According to Lichtman, a pioneer in this new field of “Connectomics” the use of the microscope, which began 300 to 400 years ago, was a major watershed in the understanding of the human body and its systems and tissues. Being able to look at cells allowed scientists to begin to infer what the organs were doing. These days the goal is to map the cells of the cerebral cortex which has thousands of types of cells and requires an electron microscope costing as much as $25 million.
Huge Amounts of Data to Index Neurons
Lichtman has calculated that one human brain will produce 1 million petabytes (PB) of information. According to Eric Schmidt of Google, the Internet is roughly 10 million terabytes (TB) or over 10 billion gigabytes (GB) of data. This means Lichtman’s project will produce an amount of data thousands of times larger than the current content of the entire Internet.
Lichtman quipped that he was never so depressed when he realized how big the project was and that he may not see it solved in his lifetime. However he has been working with scientists and engineers in a wide variety of fields and the technology needed to index the human brain is closer and closer every day.
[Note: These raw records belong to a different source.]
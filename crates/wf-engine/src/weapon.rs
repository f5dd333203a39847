//! The player's weapon: what they carry decides the fight.

/// What the player carries into a fight.
///
/// A session starts with the dagger; the first cave visit swaps it for the
/// Sword of Slaying, permanently for that session. The fight outcome
/// depends only on this value, never on how it was acquired.
#[derive(Debug, Clone, Copy, PartialEq, Eq)]
pub enum Weapon {
    /// The trusty (but not very effective) starting blade.
    Dagger,
    /// The magical sword found in the cave; routs the enemy on sight.
    SwordOfSlaying,
}

impl std::fmt::Display for Weapon {
    fn fmt(&self, f: &mut std::fmt::Formatter<'_>) -> std::fmt::Result {
        match self {
            Self::Dagger => write!(f, "dagger"),
            Self::SwordOfSlaying => write!(f, "Sword of Slaying"),
        }
    }
}

#[cfg(test)]
mod tests {
    use super::*;

    #[test]
    fn display_names() {
        assert_eq!(Weapon::Dagger.to_string(), "dagger");
        assert_eq!(Weapon::SwordOfSlaying.to_string(), "Sword of Slaying");
    }
}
Steady advances in computation and imaging have reduced time required from 7,000 years to a few decades and he expects this timeframe to shrink with time.
Electron Microscope and Tissue Lathe
Beside the electron microscope, Lichtman uses an automated lathe that slices the brain into slivers of tissue just microns thick. The slices are then reassemble and individual neurons are tracked and identified. To say that the brain’s neurons are intertwined like a can of worms is a huge understatement.
The microscope Lichtman now uses sits four stories below ground floor where it sits on the Earth’s bedrock so that small vibrations of cars passing by will not affect the microscope readings.